Accanto a lui è necessario ricordare anche Sergio Cammariere, la cui scrittura si combina con sonorità jazz che caratterizzano gran parte della sua produzione. Brani come ‘’libero nell’aria’’, un manifesto pacifista, o ‘’l’amore non si spiega’’, più intimo ed emotivo, mostrano una cifra stilistica misurata ed elegante.

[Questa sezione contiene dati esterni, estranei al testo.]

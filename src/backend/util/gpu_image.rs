use std::borrow::Cow;

use crate::ImageInfo;
use crate::ImageView;
use crate::PixelFormat;

/// A GPU texture ready to be used with the rendering pipeline.
pub struct GpuImage {
	name: String,
	info: ImageInfo,
	bind_group: wgpu::BindGroup,
	_texture: wgpu::Texture,
	_sampler: wgpu::Sampler,
}

impl GpuImage {
	/// Create a [`GpuImage`] from an image buffer.
	///
	/// The pixel data is converted to tightly packed RGBA and uploaded through the queue.
	pub fn from_image(
		name: String,
		device: &wgpu::Device,
		queue: &wgpu::Queue,
		bind_group_layout: &wgpu::BindGroupLayout,
		image: &ImageView,
	) -> Self {
		let info = image.info();
		let data = rgba8_pixel_data(image);

		let size = wgpu::Extent3d {
			width: info.width,
			height: info.height,
			depth_or_array_layers: 1,
		};

		let texture = device.create_texture(&wgpu::TextureDescriptor {
			label: Some(&name),
			size,
			mip_level_count: 1,
			sample_count: 1,
			dimension: wgpu::TextureDimension::D2,
			format: wgpu::TextureFormat::Rgba8UnormSrgb,
			usage: wgpu::TextureUsages::TEXTURE_BINDING | wgpu::TextureUsages::COPY_DST,
			view_formats: &[],
		});

		queue.write_texture(
			wgpu::ImageCopyTexture {
				texture: &texture,
				mip_level: 0,
				origin: wgpu::Origin3d::ZERO,
				aspect: wgpu::TextureAspect::All,
			},
			&data,
			wgpu::ImageDataLayout {
				offset: 0,
				bytes_per_row: Some(4 * info.width),
				rows_per_image: Some(info.height),
			},
			size,
		);

		let sampler = device.create_sampler(&wgpu::SamplerDescriptor {
			label: Some(&format!("{}_sampler", name)),
			address_mode_u: wgpu::AddressMode::ClampToEdge,
			address_mode_v: wgpu::AddressMode::ClampToEdge,
			address_mode_w: wgpu::AddressMode::ClampToEdge,
			mag_filter: wgpu::FilterMode::Linear,
			min_filter: wgpu::FilterMode::Linear,
			mipmap_filter: wgpu::FilterMode::Nearest,
			..Default::default()
		});

		let bind_group = device.create_bind_group(&wgpu::BindGroupDescriptor {
			label: Some(&format!("{}_bind_group", name)),
			layout: bind_group_layout,
			entries: &[
				wgpu::BindGroupEntry {
					binding: 0,
					resource: wgpu::BindingResource::TextureView(&texture.create_view(&Default::default())),
				},
				wgpu::BindGroupEntry {
					binding: 1,
					resource: wgpu::BindingResource::Sampler(&sampler),
				},
			],
		});

		Self {
			name,
			info,
			bind_group,
			_texture: texture,
			_sampler: sampler,
		}
	}

	/// Get the name of the image.
	#[allow(unused)]
	pub fn name(&self) -> &str {
		&self.name
	}

	/// Get the image info.
	pub fn info(&self) -> &ImageInfo {
		&self.info
	}

	/// Get the bind group that should be used to render the image with the rendering pipeline.
	pub fn bind_group(&self) -> &wgpu::BindGroup {
		&self.bind_group
	}
}

/// Get the pixel data of an image as tightly packed RGBA.
///
/// Tightly packed RGBA input is passed through without copying.
/// Other formats are expanded row by row, honoring the strides of the view.
pub fn rgba8_pixel_data<'a>(image: &'a ImageView<'_>) -> Cow<'a, [u8]> {
	let info = image.info();
	let data = image.data();

	let stride_x = info.stride_x as usize;
	let stride_y = info.stride_y as usize;
	let width = info.width as usize;
	let height = info.height as usize;

	if info.pixel_format == PixelFormat::Rgba8 && stride_x == 4 && stride_y == 4 * width {
		return Cow::Borrowed(data);
	}

	let mut output = Vec::with_capacity(width * height * 4);
	for y in 0..height {
		let row = &data[y * stride_y..];
		for x in 0..width {
			let pixel = &row[x * stride_x..];
			match info.pixel_format {
				PixelFormat::Mono8 => output.extend_from_slice(&[pixel[0], pixel[0], pixel[0], 255]),
				PixelFormat::MonoAlpha8 => output.extend_from_slice(&[pixel[0], pixel[0], pixel[0], pixel[1]]),
				PixelFormat::Rgb8 => output.extend_from_slice(&[pixel[0], pixel[1], pixel[2], 255]),
				PixelFormat::Rgba8 => output.extend_from_slice(&[pixel[0], pixel[1], pixel[2], pixel[3]]),
			}
		}
	}
	Cow::Owned(output)
}

#[cfg(test)]
mod test {
	use super::*;
	use assert2::assert;

	#[test]
	fn packed_rgba_is_borrowed() {
		let data = [1, 2, 3, 4, 5, 6, 7, 8];
		let image = ImageView::new(ImageInfo::rgba8(2, 1), &data);
		let converted = rgba8_pixel_data(&image);
		assert!(matches!(converted, Cow::Borrowed(_)));
		assert!(*converted == data);
	}

	#[test]
	fn rgb_is_expanded_with_opaque_alpha() {
		let data = [1, 2, 3, 4, 5, 6];
		let image = ImageView::new(ImageInfo::rgb8(2, 1), &data);
		let converted = rgba8_pixel_data(&image);
		assert!(*converted == [1, 2, 3, 255, 4, 5, 6, 255]);
	}

	#[test]
	fn mono_is_replicated_over_rgb() {
		let data = [7, 9];
		let image = ImageView::new(ImageInfo::mono8(1, 2), &data);
		let converted = rgba8_pixel_data(&image);
		assert!(*converted == [7, 7, 7, 255, 9, 9, 9, 255]);
	}

	#[test]
	fn mono_alpha_keeps_alpha() {
		let data = [7, 128];
		let image = ImageView::new(ImageInfo::mono_alpha8(1, 1), &data);
		let converted = rgba8_pixel_data(&image);
		assert!(*converted == [7, 7, 7, 128]);
	}

	#[test]
	fn row_padding_is_skipped() {
		// Two RGB pixels per row with two bytes of padding at the end of each row.
		let data = [1, 2, 3, 4, 5, 6, 0, 0, 7, 8, 9, 10, 11, 12, 0, 0];
		let mut info = ImageInfo::rgb8(2, 2);
		info.stride_y = 8;
		let image = ImageView::new(info, &data);
		let converted = rgba8_pixel_data(&image);
		assert!(*converted == [1, 2, 3, 255, 4, 5, 6, 255, 7, 8, 9, 255, 10, 11, 12, 255]);
	}
}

Ed eccoci, dopo questo viaggio, finalmente a Brunori Sas. La sua discografia è un intreccio di eleganza, poesia e magia: testi che parlano all’ascoltatore come se fossero un dialogo intimo e sincero, sostenuti da una ricerca musicale sempre più attenta, mai banale. Questa cura si ritrova anche nelle sue opere più “piccole”, come l’EP “Cheap!”. Spesso Brunori viene considerato come l’unico faro del cantautorato calabrese contemporaneo, ma il nostro viaggio dimostra quanto siano tanti, e preziosi, i protagonisti della nostra terra. Non per sminuirlo – tutt’altro – ma per restituire uno sguardo più ampio, spesso dimenticato, sulla storia e sull’anima calabrese all’interno del cantautorato italiano. Una storia che merita di essere conosciuta, ricordata ed ascoltata.